__Exercise instructions__.
After finding the line with "let category = matched.category;" in the data below, set down exactly each line through the one with "let emergency = escalated_to_emergency(category, urgency);", inclusive, and stop there.
The data section start
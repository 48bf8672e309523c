use std::time::Instant;

use uuid::Uuid;

use crate::config::RankingStrategy;

use super::imaging::analyze_images;
use super::matcher::{match_category, recognized_keywords};
use super::ranker::rank;
use super::reference::TriageReferenceData;
use super::report::{generate_report, ReportContext};
use super::types::{AnalysisResult, IntakeRecord, TriageEngine, TriageError};
use super::urgency::{escalated_to_emergency, resolve_urgency};

/// Prepended to the recommendations when an image escalates the turn.
pub const EMERGENCY_RECOMMENDATION: &str =
    "Seek emergency care now: the attached image suggests a condition that needs immediate attention";

/// Default implementation of the triage engine.
/// Runs the matcher, image simulator, urgency resolver, ranker and report
/// generator in order. Holds no per-turn state.
pub struct DefaultTriageEngine {
    pub(crate) reference: TriageReferenceData,
    pub(crate) ranking: RankingStrategy,
}

impl DefaultTriageEngine {
    /// Engine over caller-supplied reference data, validated up front.
    pub fn new(reference: TriageReferenceData, ranking: RankingStrategy) -> Result<Self, TriageError> {
        reference.validate()?;
        Ok(Self { reference, ranking })
    }

    /// Engine over the built-in reference data with declaration-order ranking.
    pub fn builtin() -> Self {
        Self::builtin_with(RankingStrategy::DeclarationOrder)
    }

    /// Built-in reference data with the given ranking strategy.
    pub fn builtin_with(ranking: RankingStrategy) -> Self {
        Self {
            reference: TriageReferenceData::builtin(),
            ranking,
        }
    }

    pub fn reference(&self) -> &TriageReferenceData {
        &self.reference
    }
}

impl TriageEngine for DefaultTriageEngine {
    fn analyze(&self, intake: &IntakeRecord) -> Result<AnalysisResult, TriageError> {
        let start = Instant::now();

        let matched = match_category(intake.tokens(), &self.reference);
        let category = matched.category;

        let image_finding = analyze_images(intake.attachments(), &matched, &self.reference);
        let urgency = resolve_urgency(category, image_finding.as_ref());
        let emergency = escalated_to_emergency(category, urgency);
        let specialists = rank(&category.specialists, emergency, self.ranking);

        let mut recommendations = Vec::new();
        if emergency {
            recommendations.push(EMERGENCY_RECOMMENDATION.to_string());
        }
        let image_recommendations = image_finding
            .iter()
            .flat_map(|f| f.recommendations.iter());
        for recommendation in category.recommendations.iter().chain(image_recommendations) {
            if !recommendations.contains(recommendation) {
                recommendations.push(recommendation.clone());
            }
        }

        let report = generate_report(&ReportContext {
            intake,
            category,
            specialists: &specialists,
            urgency,
            image_finding: image_finding.as_ref(),
            recommendations: &recommendations,
        });

        let mut symptoms = recognized_keywords(intake.tokens(), &self.reference);
        if symptoms.is_empty() && intake.has_text() {
            symptoms.insert(intake.raw_text().to_string());
        }

        let processing_time_ms = start.elapsed().as_millis() as u64;

        tracing::info!(
            category = %category.key,
            fallback = matched.is_fallback(),
            urgency = urgency.as_str(),
            attachments = intake.attachments().len(),
            escalated = emergency,
            processing_ms = processing_time_ms,
            "Triage analysis complete"
        );

        Ok(AnalysisResult {
            id: Uuid::new_v4(),
            category: category.key.clone(),
            symptoms,
            possible_conditions: category.conditions.clone(),
            recommended_specialists: specialists,
            urgency_level: urgency,
            recommendations,
            report,
            image_finding,
            analyzed_at: chrono::Local::now().naive_local(),
            processing_time_ms,
        })
    }
}
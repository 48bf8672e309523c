use super::types::{ConditionCategory, ImageFinding, IntakeRecord, SpecialistCandidate, UrgencyLevel};

const REPORT_TITLE: &str = "PRE-DIAGNOSIS REPORT";
const NO_TEXT_PLACEHOLDER: &str = "(none provided - image-only submission)";
const DISCLAIMER: &str = "This summary was produced by rule-based symptom matching and is not a \
                          medical diagnosis. Please review it with a qualified clinician.";

/// Inputs to one report, already resolved by the engine.
pub struct ReportContext<'a> {
    pub intake: &'a IntakeRecord,
    pub category: &'a ConditionCategory,
    pub specialists: &'a [SpecialistCandidate],
    pub urgency: UrgencyLevel,
    pub image_finding: Option<&'a ImageFinding>,
    pub recommendations: &'a [String],
}

/// Render the plain-text clinician hand-off narrative.
///
/// Output depends only on the context, so identical intake always yields
/// byte-identical text. No timestamps or ids are written.
pub fn generate_report(ctx: &ReportContext<'_>) -> String {
    let symptoms = if ctx.intake.has_text() {
        ctx.intake.raw_text()
    } else {
        NO_TEXT_PLACEHOLDER
    };

    let mut lines = vec![
        REPORT_TITLE.to_string(),
        "=".repeat(REPORT_TITLE.len()),
        format!("Reported symptoms: {symptoms}"),
        format!("Symptom category: {}", ctx.category.display_name),
        format!(
            "Primary conditions: {}",
            ctx.category.condition_names().join(", ")
        ),
    ];

    if let Some(top) = ctx.specialists.first() {
        lines.push(format!("Recommended specialist: {}", top.specialization));
    }
    lines.push(format!("Urgency level: {}", ctx.urgency.label()));

    if let Some(finding) = ctx.image_finding {
        let detected: Vec<&str> = finding.detected_conditions.iter().map(String::as_str).collect();
        lines.push(String::new());
        lines.push(format!("Image analysis ({} image(s)):", finding.images_analyzed));
        lines.push(format!("  Confidence: {:.1}%", finding.confidence * 100.0));
        lines.push(format!("  Detected: {}", detected.join(", ")));
        lines.push(format!("  Visual findings: {}", finding.visual_findings.join(", ")));
    }

    if !ctx.recommendations.is_empty() {
        lines.push(String::new());
        lines.push("Recommendations:".to_string());
        lines.extend(ctx.recommendations.iter().map(|r| format!("  - {r}")));
    }

    lines.push(String::new());
    lines.push(DISCLAIMER.to_string());

    let mut report = lines.join("\n");
    report.push('\n');
    report
}

#[cfg(test)]
mod tests {
    use super::*;
    use crate::triage::imaging::analyze_images;
    use crate::triage::matcher::match_category;
    use crate::triage::normalizer::normalize;
    use crate::triage::reference::TriageReferenceData;
    use crate::triage::types::ImageBlob;

    fn render(text: &str, files: &[&str], urgency: UrgencyLevel) -> String {
        let reference = TriageReferenceData::builtin();
        let blobs = files.iter().map(|f| ImageBlob::new(*f, vec![1])).collect();
        let intake = normalize(text, blobs).unwrap();
        let m = match_category(intake.tokens(), &reference);
        let finding = analyze_images(intake.attachments(), &m, &reference);
        generate_report(&ReportContext {
            intake: &intake,
            category: m.category,
            specialists: &m.category.specialists,
            urgency,
            image_finding: finding.as_ref(),
            recommendations: &m.category.recommendations,
        })
    }

    #[test]
    fn report_contains_verbatim_text_conditions_specialist_and_urgency() {
        let report = render("Sharp CHEST pain", &[], UrgencyLevel::Immediate);
        assert!(report.starts_with("PRE-DIAGNOSIS REPORT\n"));
        assert!(report.contains("Reported symptoms: Sharp CHEST pain\n"));
        assert!(report.contains("Primary conditions: Angina, Acute coronary syndrome, Costochondritis\n"));
        assert!(report.contains("Recommended specialist: Cardiologist\n"));
        assert!(report.contains("Urgency level: IMMEDIATE\n"));
        assert!(!report.contains("Image analysis"));
    }

    #[test]
    fn urgency_label_has_spaces() {
        let report = render("bad headache", &[], UrgencyLevel::Within24Hrs);
        assert!(report.contains("Urgency level: WITHIN 24HRS\n"));
    }

    #[test]
    fn image_section_has_one_decimal_confidence_and_findings() {
        let report = render("", &["skin.jpg"], UrgencyLevel::Within24Hrs);
        assert!(report.contains("Reported symptoms: (none provided - image-only submission)"));
        assert!(report.contains("  Confidence: 87.0%\n"));
        assert!(report.contains(
            "  Visual findings: Erythematous patch with irregular borders, \
             Mild scaling on the affected surface, No signs of ulceration\n"
        ));
    }

    #[test]
    fn recommendations_listed_in_order() {
        let report = render("rash", &[], UrgencyLevel::Routine);
        let first = report.find("  - Avoid scratching").unwrap();
        let second = report.find("  - Use a fragrance-free").unwrap();
        assert!(first < second);
    }

    #[test]
    fn report_is_deterministic() {
        let a = render("rash on my arm", &["rash.png"], UrgencyLevel::Routine);
        let b = render("rash on my arm", &["rash.png"], UrgencyLevel::Routine);
        assert_eq!(a, b);
    }

    #[test]
    fn sections_separated_by_blank_lines() {
        let report = render("rash", &["rash.png"], UrgencyLevel::Routine);
        let lines: Vec<&str> = report.lines().collect();

        assert_eq!(lines[0], "PRE-DIAGNOSIS REPORT");
        assert_eq!(lines[1], "=".repeat("PRE-DIAGNOSIS REPORT".len()));
        let image = lines.iter().position(|l| l.starts_with("Image analysis (1 image(s))")).unwrap();
        let recs = lines.iter().position(|l| *l == "Recommendations:").unwrap();
        assert_eq!(lines[image - 1], "");
        assert_eq!(lines[recs - 1], "");
        assert_eq!(*lines.last().unwrap(), DISCLAIMER);
        assert!(report.ends_with(".\n"));
    }
}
The data section end
__Final answer__.
        let category = matched.category;

        let image_finding = analyze_images(intake.attachments(), &matched, &self.reference);
        let urgency = resolve_urgency(category, image_finding.as_ref());
        let emergency = escalated_to_emergency(category, urgency);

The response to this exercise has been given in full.